Tourism minister says Family Island tourism bouncing back faster than Nassau and wealthier visitors returning first
“Tourism is bouncing back”
NASSAU, BAHAMAS — The country’s visitor arrivals are increasing by “leaps and bounds”, according to Tourism and Aviation Minister Dionisio D’Aguilar, who noted in the House of Assembly yesterday that this nation has received nearly 300,000 visitors over the first five months of the year.
During his contribution to the 2021/2022 budget debate, the Free Town MP proclaimed: “Tourism is bouncing back.”
According to D’Aguilar, travel health visa requests went from 22,000 in January to 30,000 in February; to 64,000 in March; 68,000 in April; and 110,000 in May.
“So far, in 2021, almost 300,000 visitors have returned to our shores,” he noted.
D’Aguilar said upon examining the numbers, 60 percent of the visitors are coming to Nassau and 40 percent are going to the Family Islands.
“So, that confirms to me that the Family Islands are bouncing back faster than Nassau, so far, since in 2019, 75 percent of the visitors came to Nassau while 25 percent went to the Family Islands,” said D’Aguilar.
“With the onset of COVID, people wanted a low-density, secluded vacation at a small boutique hotel or AirBnB away from crowds and larger properties. That is exactly what happened.

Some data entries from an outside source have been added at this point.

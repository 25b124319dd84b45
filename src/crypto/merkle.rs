//! Merkle tree over transaction hashes
//!
//! Leaves are SHA-256 digests. Each parent is `sha256(left || right)` over
//! the raw 32-byte children. A level with an odd count pairs its last node
//! with itself. A single leaf is its own root, and an empty list has the
//! root `sha256("")`.

use super::hash::sha256;

/// Calculate the merkle root from a list of leaf hashes
pub fn calculate_merkle_root(leaves: &[[u8; 32]]) -> [u8; 32] {
    if leaves.is_empty() {
        return sha256(b"");
    }

    let mut current_level: Vec<[u8; 32]> = leaves.to_vec();

    while current_level.len() > 1 {
        current_level = current_level
            .chunks(2)
            .map(|chunk| {
                let right = chunk.get(1).unwrap_or(&chunk[0]);
                hash_pair(&chunk[0], right)
            })
            .collect();
    }

    current_level[0]
}

/// Calculate the merkle root and return it as lowercase hex
pub fn calculate_merkle_root_hex(leaves: &[[u8; 32]]) -> String {
    hex::encode(calculate_merkle_root(leaves))
}

fn hash_pair(left: &[u8; 32], right: &[u8; 32]) -> [u8; 32] {
    let mut data = [0u8; 64];
    data[..32].copy_from_slice(left);
    data[32..].copy_from_slice(right);
    sha256(&data)
}
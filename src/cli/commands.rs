//! CLI commands for the ledger
//!
//! Every command works on JSON files: blocks, transaction lists, unspent
//! output sets and wallet key files.

use crate::config::ChainConfig;
use crate::core::{
    create_block_with_reward, make_genesis_block, Block, BlockValidator, Transaction,
    UnspentOutputSet, Utxo,
};
use crate::mining::Miner;
use crate::wallet::Wallet;
use serde::de::DeserializeOwned;
use serde::Serialize;
use std::fs;
use std::path::Path;

/// Result type for CLI operations
pub type CliResult<T> = Result<T, Box<dyn std::error::Error>>;

fn read_json<T: DeserializeOwned>(path: &Path) -> CliResult<T> {
    let json = fs::read_to_string(path)?;
    Ok(serde_json::from_str(&json)?)
}

fn write_json<T: Serialize>(path: &Path, value: &T) -> CliResult<()> {
    let json = serde_json::to_string_pretty(value)?;
    fs::write(path, json)?;
    Ok(())
}

/// Missing unspent-output files are treated as an empty set
fn read_unspent(path: &Path) -> CliResult<UnspentOutputSet> {
    if !path.exists() {
        return Ok(UnspentOutputSet::new());
    }
    let utxos: Vec<Utxo> = read_json(path)?;
    Ok(UnspentOutputSet::from(utxos))
}

/// Generate a new wallet key file
pub fn cmd_keygen(out: &Path, label: Option<&str>) -> CliResult<()> {
    let wallet = match label {
        Some(label) => Wallet::with_label(label),
        None => Wallet::new(),
    };
    wallet.save(out)?;

    println!("✅ Wallet created!");
    println!("   🔑 Public key: {}", wallet.public_key());
    println!("   📁 Key file: {:?}", out);
    Ok(())
}

/// Write the canonical genesis block
pub fn cmd_genesis(out: &Path) -> CliResult<()> {
    let genesis = make_genesis_block();
    write_json(out, &genesis)?;

    println!("🧱 Genesis block written to {:?}", out);
    println!("   Hash: {}", genesis.hash);
    Ok(())
}

/// Build an unmined candidate on top of `prev`
pub fn cmd_create_block(
    config: &ChainConfig,
    prev: &Path,
    wallet: &Path,
    transactions: Option<&Path>,
    out: &Path,
) -> CliResult<()> {
    let last_block: Block = read_json(prev)?;
    let producer = Wallet::load(wallet)?;
    let transactions: Vec<Transaction> = match transactions {
        Some(path) => read_json(path)?,
        None => Vec::new(),
    };

    let block = create_block_with_reward(
        transactions,
        &last_block,
        producer.key_pair(),
        config.block_reward,
    );
    write_json(out, &block)?;

    println!("📦 Candidate block {} written to {:?}", block.index, out);
    println!("   ├─ Transactions: {}", block.tx_count());
    println!("   └─ Merkle root: {}", &block.merkle_root[..16]);
    Ok(())
}

/// Mine a block file in place
pub fn cmd_mine(config: &ChainConfig, block_path: &Path) -> CliResult<()> {
    let mut block: Block = read_json(block_path)?;
    let miner = Miner::new(config.difficulty_target, config.max_mining_attempts);

    println!(
        "⛏️  Mining block {} (target {:#010x})",
        block.index, config.difficulty_target
    );
    let stats = miner.mine(&mut block)?;
    write_json(block_path, &block)?;

    println!("\n   Block {} mined!", block.index);
    println!("   ├─ Hash: {}", &block.hash[..16]);
    println!("   ├─ Nonce: {}", block.nonce);
    println!("   ├─ Time: {}ms", stats.time_ms);
    println!("   ├─ Attempts: {}", stats.hash_attempts);
    println!("   └─ Hash rate: {:.2} H/s", stats.hash_rate);
    Ok(())
}

/// Validate `block` against `prev` and the unspent outputs file.
///
/// With `commit`, the updated unspent outputs are written back.
pub fn cmd_check_block(
    config: &ChainConfig,
    prev: &Path,
    block: &Path,
    utxos: &Path,
    commit: bool,
) -> CliResult<()> {
    let prev_block: Block = read_json(prev)?;
    let block: Block = read_json(block)?;
    let mut unspent = read_unspent(utxos)?;

    let validator = BlockValidator::new(config.clone());
    let summary =
        validator.check_block(&prev_block, &block, config.difficulty_target, &mut unspent)?;

    println!("✅ Block {} is valid", block.index);
    println!("   ├─ Outputs spent: {}", summary.spent);
    println!("   ├─ Outputs created: {}", summary.created);
    println!("   └─ Surplus: {}", summary.surplus);

    if commit {
        write_json(utxos, &Vec::<Utxo>::from(unspent))?;
        println!("   💾 Unspent outputs updated in {:?}", utxos);
    }
    Ok(())
}

/// Build a signed transfer from the wallet's unspent outputs
pub fn cmd_transfer(
    wallet: &Path,
    to: &str,
    amount: u64,
    utxos: &Path,
    out: &Path,
) -> CliResult<()> {
    let sender = Wallet::load(wallet)?;
    let unspent = read_unspent(utxos)?;

    let tx = sender.create_transaction(to, amount, &unspent)?;

    // Append so several transfers can go into one block
    let mut pending: Vec<Transaction> = if out.exists() {
        read_json(out)?
    } else {
        Vec::new()
    };
    pending.push(tx.clone());
    write_json(out, &pending)?;

    println!("💸 Transaction created!");
    println!("   ├─ ID: {}", tx.id);
    println!("   ├─ Inputs: {}", tx.inputs.len());
    println!("   ├─ Amount: {} to {}", amount, to);
    println!("   └─ Pending transactions: {}", pending.len());
    Ok(())
}
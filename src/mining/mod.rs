//! Mining module for proof-of-work nonce search

pub mod miner;

pub use miner::{Miner, MiningError, MiningStats};
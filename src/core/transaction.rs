//! Transaction handling for the ledger
//!
//! Implements a UTXO-based transaction model with secp256k1 signatures.
//! A transaction spends outputs by reference and creates new ones; the
//! reward transaction is the single input-less, unsigned transaction each
//! block uses to pay its producer.

use crate::core::encoding::{fits_length, Canonical, Encoder};
use crate::crypto::{sha256, verify_signature, KeyError, KeyPair};
use secp256k1::PublicKey;
use serde::{Deserialize, Serialize};
use std::fmt;
use thiserror::Error;

// =============================================================================
// Error Types
// =============================================================================

/// Errors raised while building or signing a transaction
#[derive(Error, Debug)]
pub enum TransactionError {
    #[error("Reward transaction {0} must stay unsigned")]
    RewardCannotBeSigned(String),
    #[error("Crypto error: {0}")]
    CryptoError(#[from] KeyError),
}

// =============================================================================
// Outputs and references
// =============================================================================

/// Reference to one output of a previous transaction
#[derive(Debug, Clone, PartialEq, Eq, Hash, PartialOrd, Ord, Serialize, Deserialize)]
#[serde(rename_all = "camelCase")]
pub struct OutPoint {
    pub tx_id: String,
    pub output_index: u32,
}

impl OutPoint {
    pub fn new(tx_id: impl Into<String>, output_index: u32) -> Self {
        Self {
            tx_id: tx_id.into(),
            output_index,
        }
    }
}

impl fmt::Display for OutPoint {
    fn fmt(&self, f: &mut fmt::Formatter<'_>) -> fmt::Result {
        write!(f, "{}:{}", self.tx_id, self.output_index)
    }
}

/// Transaction input (reference to a previous output)
#[derive(Debug, Clone, PartialEq, Eq, Serialize, Deserialize)]
#[serde(rename_all = "camelCase")]
pub struct TransactionInput {
    /// Transaction ID of the previous transaction
    pub tx_id: String,
    /// Index of the output in the previous transaction
    pub output_index: u32,
}

impl TransactionInput {
    pub fn outpoint(&self) -> OutPoint {
        OutPoint::new(self.tx_id.clone(), self.output_index)
    }
}

impl From<&OutPoint> for TransactionInput {
    fn from(outpoint: &OutPoint) -> Self {
        Self {
            tx_id: outpoint.tx_id.clone(),
            output_index: outpoint.output_index,
        }
    }
}

/// Transaction output
#[derive(Debug, Clone, PartialEq, Eq, Serialize, Deserialize)]
pub struct TransactionOutput {
    /// Amount of coins
    pub amount: u64,
    /// Owner's compressed public key (hex)
    pub owner: String,
}

impl TransactionOutput {
    pub fn new(owner: impl Into<String>, amount: u64) -> Self {
        Self {
            amount,
            owner: owner.into(),
        }
    }

    /// Check if this output belongs to the given public key
    pub fn is_owned_by(&self, owner: &str) -> bool {
        self.owner == owner
    }
}

impl Canonical for TransactionInput {
    fn encode(&self, out: &mut Encoder) {
        out.put_str(&self.tx_id).put_u32(self.output_index);
    }
}

impl Canonical for TransactionOutput {
    fn encode(&self, out: &mut Encoder) {
        out.put_u64(self.amount).put_str(&self.owner);
    }
}

// =============================================================================
// Transaction
// =============================================================================

/// A value-transfer transaction
#[derive(Debug, Clone, PartialEq, Eq, Serialize, Deserialize)]
pub struct Transaction {
    /// Unique transaction ID (random 256-bit value, hex)
    pub id: String,
    /// Outputs being spent
    pub inputs: Vec<TransactionInput>,
    /// Outputs being created
    pub outputs: Vec<TransactionOutput>,
    /// Compact ECDSA signature over the body; absent on reward transactions
    #[serde(default, skip_serializing_if = "Option::is_none")]
    pub signature: Option<String>,
}

impl Transaction {
    /// Create a new unsigned transaction with a fresh id
    pub fn new(inputs: Vec<TransactionInput>, outputs: Vec<TransactionOutput>) -> Self {
        Self {
            id: random_id(),
            inputs,
            outputs,
            signature: None,
        }
    }

    /// Create a reward transaction paying `amount` to `owner`
    pub fn reward(owner: &str, amount: u64) -> Self {
        Self::new(Vec::new(), vec![TransactionOutput::new(owner, amount)])
    }

    /// Reward transactions are the ones without inputs
    pub fn is_reward(&self) -> bool {
        self.inputs.is_empty()
    }

    /// Canonical encoding of everything but the signature; this is what gets signed
    pub fn body_bytes(&self) -> Vec<u8> {
        let mut encoder = Encoder::new();
        self.encode_body(&mut encoder);
        encoder.finish()
    }

    /// Merkle leaf hash: SHA-256 over the full canonical encoding
    pub fn hash(&self) -> [u8; 32] {
        sha256(&self.canonical_bytes())
    }

    /// Sign the transaction body with the provided key pair
    pub fn sign(&mut self, key_pair: &KeyPair) -> Result<(), TransactionError> {
        if self.is_reward() {
            return Err(TransactionError::RewardCannotBeSigned(self.id.clone()));
        }
        self.signature = Some(key_pair.sign(&self.body_bytes())?);
        Ok(())
    }

    /// Check the signature against one owner's public key.
    ///
    /// A missing or undecodable signature never verifies.
    pub fn is_signed_by(&self, owner: &PublicKey) -> bool {
        match &self.signature {
            Some(signature) => {
                verify_signature(owner, &self.body_bytes(), signature).unwrap_or(false)
            }
            None => false,
        }
    }

    /// Get total output amount
    pub fn total_output(&self) -> u128 {
        self.outputs.iter().map(|o| u128::from(o.amount)).sum()
    }

    /// Outpoints created by this transaction
    pub fn outpoints(&self) -> impl Iterator<Item = (OutPoint, &TransactionOutput)> + '_ {
        self.outputs
            .iter()
            .enumerate()
            .map(move |(index, output)| (OutPoint::new(self.id.clone(), index as u32), output))
    }

    /// Every string and list in the transaction has a canonical length prefix
    pub fn fits_encoding(&self) -> bool {
        fits_length(self.id.len())
            && fits_length(self.inputs.len())
            && fits_length(self.outputs.len())
            && self.inputs.iter().all(|i| fits_length(i.tx_id.len()))
            && self.outputs.iter().all(|o| fits_length(o.owner.len()))
            && self.signature.as_ref().map_or(true, |s| fits_length(s.len()))
    }

    fn encode_body(&self, out: &mut Encoder) {
        out.put_str(&self.id)
            .put_seq(&self.inputs)
            .put_seq(&self.outputs);
    }
}

impl Canonical for Transaction {
    fn encode(&self, out: &mut Encoder) {
        self.encode_body(out);
        out.put_option_str(self.signature.as_deref());
    }
}

fn random_id() -> String {
    let bytes: [u8; 32] = rand::random();
    hex::encode(bytes)
}

// =============================================================================
// Transaction Builder
// =============================================================================

/// Builder for ordinary (input-spending) transactions
#[derive(Debug, Default)]
pub struct TransactionBuilder {
    inputs: Vec<TransactionInput>,
    outputs: Vec<TransactionOutput>,
}

impl TransactionBuilder {
    pub fn new() -> Self {
        Self::default()
    }

    /// Spend a previous output
    pub fn add_input(mut self, outpoint: &OutPoint) -> Self {
        self.inputs.push(TransactionInput::from(outpoint));
        self
    }

    /// Add an output
    pub fn add_output(mut self, owner: &str, amount: u64) -> Self {
        self.outputs.push(TransactionOutput::new(owner, amount));
        self
    }

    /// Build and sign the transaction
    pub fn build_and_sign(self, key_pair: &KeyPair) -> Result<Transaction, TransactionError> {
        let mut tx = self.build();
        tx.sign(key_pair)?;
        Ok(tx)
    }

    /// Build without signing
    pub fn build(self) -> Transaction {
        Transaction::new(self.inputs, self.outputs)
    }
}

// =============================================================================
// Tests
// =============================================================================
//! Ledger configuration
//!
//! Protocol parameters the validator and block producer agree on.

use crate::crypto::MAX_DIFFICULTY;
use serde::{Deserialize, Serialize};
use std::fs;
use std::path::Path;
use thiserror::Error;

/// Issuance paid by every reward transaction
pub const BLOCK_REWARD: u64 = 50;

/// Default proof-of-work target (first 4 hash bytes, big-endian)
pub const DEFAULT_DIFFICULTY_TARGET: u32 = 0x00ff_ffff;

/// Default cap on nonce attempts for one mining run
pub const DEFAULT_MAX_MINING_ATTEMPTS: u64 = 50_000_000;

/// Configuration errors
#[derive(Error, Debug)]
pub enum ConfigError {
    #[error("IO error: {0}")]
    IoError(#[from] std::io::Error),
    #[error("Serialization error: {0}")]
    SerializationError(#[from] serde_json::Error),
    #[error("Invalid config: {0}")]
    Invalid(String),
}

/// What happens to the value a transaction leaves unassigned
#[derive(Debug, Clone, Copy, Default, PartialEq, Eq, Serialize, Deserialize)]
#[serde(rename_all = "snake_case")]
pub enum SurplusPolicy {
    /// Surplus is destroyed; the reward pays exactly the issuance
    #[default]
    Forfeit,
    /// Surplus is added to the producer's reward output
    RewardProducer,
}

/// Chain-wide consensus parameters
#[derive(Debug, Clone, PartialEq, Eq, Serialize, Deserialize)]
#[serde(default)]
pub struct ChainConfig {
    /// Issuance amount of the reward transaction
    pub block_reward: u64,
    /// Highest accepted value of `difficulty_of(block.hash)`
    pub difficulty_target: u32,
    /// Handling of input value not spent by outputs
    pub surplus_policy: SurplusPolicy,
    /// Nonce attempts before the miner gives up
    pub max_mining_attempts: u64,
}

impl Default for ChainConfig {
    fn default() -> Self {
        Self {
            block_reward: BLOCK_REWARD,
            difficulty_target: DEFAULT_DIFFICULTY_TARGET,
            surplus_policy: SurplusPolicy::Forfeit,
            max_mining_attempts: DEFAULT_MAX_MINING_ATTEMPTS,
        }
    }
}

impl ChainConfig {
    /// Configuration that accepts any hash; useful for tests and local runs
    pub fn permissive() -> Self {
        Self {
            difficulty_target: MAX_DIFFICULTY,
            ..Default::default()
        }
    }

    /// Load a configuration from a JSON file; missing fields take defaults
    pub fn load(path: &Path) -> Result<Self, ConfigError> {
        let json = fs::read_to_string(path)?;
        let config: Self = serde_json::from_str(&json)?;
        config.validate()?;
        Ok(config)
    }

    /// Save the configuration as pretty JSON
    pub fn save(&self, path: &Path) -> Result<(), ConfigError> {
        fs::write(path, serde_json::to_string_pretty(self)?)?;
        Ok(())
    }

    pub fn validate(&self) -> Result<(), ConfigError> {
        if self.block_reward == 0 {
            return Err(ConfigError::Invalid("block_reward must be positive".into()));
        }
        if self.max_mining_attempts == 0 {
            return Err(ConfigError::Invalid(
                "max_mining_attempts must be positive".into(),
            ));
        }
        Ok(())
    }
}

“When you dig even deeper into the number, 27 percent of the persons going to the Family Islands went to Eleuthera, mostly Harbour Island; 20 percent went to Bimini and Cat Cay, mostly by boat from Florida; 19 percent went to Abaco, which is quite remarkable given the damage Hurricane Dorian put on that island and leads me to conclude that those second homeowners are very, very loyal to Abaco; and 17 percent went to Exuma.
“Another takeaway from these stats, Mr Speaker, is that the more wealthy visitors are returning first. The amount of private jets, the amount of private yachts, the amount of persons seeking the most expensive accommodation we have to offer — that segment of the business has returned the fastest.”
D’Aguilar noted concerns of some stakeholders regarding the level of airlift to The Bahamas.
“They complain airline prices from our key markets are too expensive, and we are monitoring this very closely,” he said.
He added: “Resuming airlift has remained of utmost importance and my team monitors airlift closely and are in constant communication with our airlift partners. Our airline partners not only reassure us, but have also demonstrated that as demand picks up, they will add increased seat capacity.
“And this has indeed been the case. Airlift is approaching pre-pandemic levels, and we are nearing the return of all major airlines from key markets in the United States, Canada, Europe and Latin America. We are starting to see new markets open and partners adding increased capacity to existing routes.
“In total, scheduled international flights to The Bahamas have increased to 17 commercial carriers, with a combined seat capacity from 37 international markets. This is monumental as we are truly bringing the world to our shores.”